Etwas früher am selben Tag war ich zum Freiwilligendienst im
Männerwohnheim der Schwestern Mutter Teresas. Mein Dienst sieht (inzwischen) so
aus, dass ich zuerst beim Putzen helfe (manchmal habe ich den Eindruck, dass es
auch in einem Krankenhaus nicht sauberer zugehen kann: nach dem Frühstück sind
Bewohner, Schwestern und ich Freiwilliger alle mit Putzkübeln und -lappen
unterwegs) und danach mit einigen der Männer einen kleinen, knapp halbstündigen
Spaziergang mache. „Es tut ihnen gut, wenn sie mal rauskommen“, sagte mir eine
der Schwestern beim ersten Mal. Beim gemeinsamen Gehen kommen wir ein wenig ins
Gespräch und ich lerne den ein oder anderen ein bisschen näher kennen. Manchmal
lachen wir miteinander und ich merke, wie sie mir ans Herz wachsen. Michele
fehlt diesmal, er ist im Krankenhaus. Zwischendurch war auf der
Intensivstation. Eine Schwester erzählte mir, er habe 50 Jahre seines Lebens
auf der Straße gelebt. Und ich stelle mir die Frage, die sich Papst Franziskus
immer wieder bei Besuchen im Gefängnis stellt: „wieso er und nicht ich?“.

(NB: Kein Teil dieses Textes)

//! In-memory free space map for heap files.

use std::collections::BTreeMap;

/// Tracks free bytes per heap page.
///
/// The map is never persisted: it is rebuilt by scanning the file on
/// open, so it cannot go stale across restarts. Entries are advisory;
/// the page itself is the source of truth and callers retry on a stale
/// hit.
#[derive(Debug, Default)]
pub struct FreeSpaceMap {
    /// Free bytes per page number. BTreeMap keeps lookups deterministic:
    /// first fit always picks the lowest-numbered page.
    free_bytes: BTreeMap<u32, usize>,
}

impl FreeSpaceMap {
    /// Creates an empty map.
    pub fn new() -> Self {
        Self::default()
    }

    /// Returns the lowest-numbered page with at least `needed` free bytes.
    pub fn find_page_with_space(&self, needed: usize) -> Option<u32> {
        self.free_bytes
            .iter()
            .find(|(_, &free)| free >= needed)
            .map(|(&page_num, _)| page_num)
    }

    /// Records the free bytes for a page.
    pub fn update(&mut self, page_num: u32, free: usize) {
        self.free_bytes.insert(page_num, free);
    }

    /// Removes a page from the map.
    pub fn remove(&mut self, page_num: u32) {
        self.free_bytes.remove(&page_num);
    }

    /// Returns the tracked free bytes for a page.
    pub fn free_bytes(&self, page_num: u32) -> Option<usize> {
        self.free_bytes.get(&page_num).copied()
    }

    /// Drops all entries.
    pub fn clear(&mut self) {
        self.free_bytes.clear();
    }

    /// Number of tracked pages.
    pub fn len(&self) -> usize {
        self.free_bytes.len()
    }

    /// Returns true if no pages are tracked.
    pub fn is_empty(&self) -> bool {
        self.free_bytes.is_empty()
    }
}

#[cfg(test)]
mod tests {
    use super::*;

    #[test]
    fn test_fsm_empty() {
        let fsm = FreeSpaceMap::new();
        assert!(fsm.is_empty());
        assert_eq!(fsm.find_page_with_space(1), None);
    }

    #[test]
    fn test_fsm_first_fit_lowest_page() {
        let mut fsm = FreeSpaceMap::new();
        fsm.update(3, 500);
        fsm.update(1, 500);
        fsm.update(2, 100);

        assert_eq!(fsm.find_page_with_space(200), Some(1));
        assert_eq!(fsm.find_page_with_space(50), Some(1));
    }

    #[test]
    fn test_fsm_skips_too_small() {
        let mut fsm = FreeSpaceMap::new();
        fsm.update(1, 100);
        fsm.update(2, 400);

        assert_eq!(fsm.find_page_with_space(300), Some(2));
        assert_eq!(fsm.find_page_with_space(500), None);
    }

    #[test]
    fn test_fsm_update_overwrites() {
        let mut fsm = FreeSpaceMap::new();
        fsm.update(1, 400);
        fsm.update(1, 10);

        assert_eq!(fsm.free_bytes(1), Some(10));
        assert_eq!(fsm.find_page_with_space(100), None);
    }

    #[test]
    fn test_fsm_remove() {
        let mut fsm = FreeSpaceMap::new();
        fsm.update(1, 400);
        fsm.remove(1);

        assert!(fsm.is_empty());
        assert_eq!(fsm.free_bytes(1), None);
    }

    #[test]
    fn test_fsm_clear() {
        let mut fsm = FreeSpaceMap::new();
        fsm.update(1, 100);
        fsm.update(2, 200);
        fsm.clear();
        assert_eq!(fsm.len(), 0);
    }
}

Beim Lesen des Newsletters von Radio Vatikan fallen mir an
einem Tag drei Meldungen auf, wo es um Gewalt an Priestern geht: in Spanien
wurde ein Franziskanerkloster überfallen und vier ältere Patres geschlagen
(einer starb inzwischen an den Folgen), in Polen wurde ein Priester überfallen
und noch in einem südamerikanischen Land. Und wieder wird mir bewusst, dass
mein „beschaulich römisches Leben“ alles andere als der Normalfall ist.
Und schließlich sind es die Unwetterkatastrophen: Valencia
war und ist ganz furchtbar, aber in diesem Jahr waren auch immer wieder
einzelne Regionen Italiens betroffen. Bei den Fernsehnachrichten abends sehe
ich Autos schwimmen oder Menschen in Gummistiefeln Schlamm wegschaufeln und
verstehe, dass nicht alle im Sessel sitzend Nachrichten schauen können, so wie
ich.
In Italien beginnt die Heizsaison zentral, so etwas habe ich
ja bereits in Spanien erlebt. In der Provinz Rom sollte zwischen 15. und 19.
November die Heizung eingeschaltet werden. Schon vorher war es merklich frisch.
Seit ein paar Jahren verfügen wir über eine Klimaanlage, die individuell im
Zimmer zu regulieren ist. Mit dieser könnte ich auch heizen. Und ich tue es
nicht. Vielleicht wird manche/r das als Masochismus bezeichnen. Aber wenn ich
an die Menschen in der Ukraine denke, dann tue ich mich einfach schwer damit
und friere lieber ein wenig solidarisch. Wobei ich froh war, als einen Tag nach
dem angekündigten Termin 15.11. doch jemand kam, um die Heizung im Haus
anzuwerfen.
Und jetzt, Ende des Monats, bin ich ziemlich erkältet. Aber ich kann am Schreibtisch sitzen und Tee trinken und mich gegebenenfalls auch einmal hinlegen – welch ein Luxus!